BATS! About Fruit Bats for Kids – FACTS ABOUT BATS


Today we will talk about BATS, fruit bats. Fruit bats usually live in warm climates. They are sometimes called flying foxes because
their furry faces look like foxes, but they are bats. There are different kinds of fruit bats, and
some of the biggest fruit bats have wings that are about six feet across. Our fruit bats are the smaller guys. Here are some Fruit bats showing us how they
survive in the jungle. When you might be walking through the jungle
in the afternoon and when you look up you might see several strange animals hanging
upside down in the tree above you. Their wings are wrapped around their body
and they seem to be sleeping and upside down is the weird thing about them. They like it like that. You are looking at fruit bats now! Fruit bats, like all bats, are mammals. This means babies drink their mother’s milk
and they have fur on their body. Humans are mammals, too, but bats are the
only mammals that can fly. Bet you didn’t know that… When you think of bats you might think of
caves, as in bat caves, but most fruit bats prefer to hang out in the trees and upside
down together when they do their sleeping during the day.
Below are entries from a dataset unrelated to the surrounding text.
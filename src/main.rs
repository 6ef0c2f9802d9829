use anyhow::{Context, Result};
use clap::Parser;
use log::{info, warn};
use ringlogd::config::Config;
use ringlogd::server::Supervisor;
use ringlogd::util::signal;
use ringlogd::SharedLog;
use std::fs::{File, OpenOptions};
use std::path::{Path, PathBuf};
use std::sync::Arc;

#[derive(Parser, Debug)]
#[command(name = "ringlogd", about = "Bounded ring log served over TCP", version = "0.1")]
struct Cli {
    /// Detach from the terminal after the listening socket is bound
    #[arg(short, long)]
    daemon: bool,

    /// TCP port to listen on
    #[arg(short, long)]
    port: Option<u16>,

    /// Address to bind
    #[arg(long)]
    bind: Option<String>,

    /// Number of entries kept before the oldest is overwritten
    #[arg(long)]
    capacity: Option<usize>,

    /// Seconds between injected timestamp records
    #[arg(long)]
    timestamp_interval: Option<u64>,

    /// Do not inject timestamp records
    #[arg(long)]
    no_timestamps: bool,

    /// Store AESDCHAR_IOCSEEKTO lines as ordinary data
    #[arg(long)]
    no_seek_commands: bool,

    /// Config file to use instead of the per-user default
    #[arg(short, long)]
    config: Option<PathBuf>,

    /// Append log output to this file instead of stderr (survives --daemon)
    #[arg(long)]
    log_file: Option<PathBuf>,

    /// Print the effective configuration and exit
    #[arg(long)]
    print_config: bool,
}

impl Cli {
    fn apply(&self, cfg: &mut Config) {
        if let Some(port) = self.port { cfg.server.port = port; }
        if let Some(bind) = &self.bind { cfg.server.bind_address = bind.clone(); }
        if let Some(cap) = self.capacity { cfg.log.capacity = cap; }
        if let Some(secs) = self.timestamp_interval { cfg.timer.interval_sec = secs; }
        if self.no_timestamps { cfg.timer.enabled = false; }
        if self.no_seek_commands { cfg.server.seek_commands = false; }
    }
}

fn main() -> Result<()> {
    let cli = Cli::parse();
    init_logging(cli.log_file.as_deref())?;

    let mut cfg = match &cli.config {
        Some(path) => Config::load_from(path)?,
        None       => Config::load(),
    };
    cli.apply(&mut cfg);
    cfg.validate()?;

    if cli.print_config {
        return run_print_config(&cfg);
    }
    run_server(&cfg, cli.daemon, cli.log_file.is_some())
}

fn open_log_file(path: &Path) -> Result<File> {
    OpenOptions::new()
        .create(true)
        .append(true)
        .open(path)
        .with_context(|| format!("opening log file {}", path.display()))
}

fn init_logging(log_file: Option<&Path>) -> Result<()> {
    let mut builder = env_logger::Builder::from_env(env_logger::Env::default().default_filter_or("info"));
    if let Some(path) = log_file {
        builder.target(env_logger::Target::Pipe(Box::new(open_log_file(path)?)));
    }
    builder.init();
    Ok(())
}

fn run_print_config(cfg: &Config) -> Result<()> {
    let path = Config::config_path()
        .map(|p| p.to_string_lossy().into_owned())
        .unwrap_or_else(|| "(unknown)".to_string());
    println!("Config: {}", path);
    println!();
    println!("[server]");
    println!("  bind_address      = {}", cfg.server.bind_address);
    println!("  port              = {}", cfg.server.port);
    println!("  recv_buffer_size  = {}", cfg.server.recv_buffer_size);
    println!("  poll_interval_ms  = {}ms", cfg.server.poll_interval_ms);
    println!("  shutdown_grace_ms = {}ms", cfg.server.shutdown_grace_ms);
    println!("  seek_commands     = {}", cfg.server.seek_commands);
    println!();
    println!("[log]");
    println!("  capacity          = {}", cfg.log.capacity);
    println!();
    println!("[timer]");
    println!("  enabled           = {}", cfg.timer.enabled);
    println!("  interval_sec      = {}", cfg.timer.interval_sec);
    println!("  format            = {:?}", cfg.timer.format);
    Ok(())
}

fn run_server(cfg: &Config, daemon: bool, has_log_file: bool) -> Result<()> {
    let log = Arc::new(SharedLog::new(cfg.log.capacity));
    let addr = cfg.listen_address();
    let supervisor = Supervisor::bind(addr.clone(), log, cfg.server_settings())
        .with_context(|| format!("binding {}:{}", addr.0, addr.1))?;

    if daemon {
        if !has_log_file {
            warn!("no --log-file given, log output is discarded once detached");
        }
        nix::unistd::daemon(false, false).context("daemonizing")?;
    }
    // ctrlc's handler thread would not survive the fork in daemon().
    signal::install().context("installing signal handlers")?;

    let report = supervisor.run(signal::shutdown_requested)?;
    if signal::shutdown_requested() {
        info!("Caught SIGINT/SIGTERM, exiting");
    }
    info!(
        "served {} connection(s), force-closed {}, released {} entries",
        report.accepted, report.force_closed, report.released_entries
    );
    Ok(())
}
They wrap their wings around their bat body
and snuggle up in their favourite blanket. Fruit Bat Diet. Just like you love to eat pizza, fruit bats
love to eat fruit! They have great eyesight and are super sniffers. They can smell a tasty treat even if they
are over three miles away from a snack. Fruit bats enjoy most fruits, including bananas,
mangoes, figs, dates and avocadoes. Today on their menu is guava fruit. When you eat fruit, you probably take a bite,
chew it up and swallow it, but fruit bats do things a little differently. They use their needle-sharp teeth to bite
off a piece of fruit and then squish it on the top of their mouth so they can get all
juice out of it. When they are done, they spit out the rest. I know some kids that do that. Now for the funny part of this bat study. Hold on kids for this quite natural event
was a real lucky shot in catching this bat in the act. Poop, poop e doo. There you go, er the bat goes. Bats ‘see’ in the dark using a special
skill called echolocation. Bats make noises and wait for the sound waves
to bounce back off objects (an echo), if it doesn’t bounce back then they can safely
fly forward, even in the dark. They can tell the distance of various objects
by how quickly the sound waves bounce back to them. So that’s it for today’s nature study. Bats are interesting critters, don’t you
agree? Upside down life when not flying and flying
by radar all night, sleeping in the day time. I know some kids like that too—sleep all
day, up all night. I will call them Batman and Batwoman. Thank you for watching! Bye.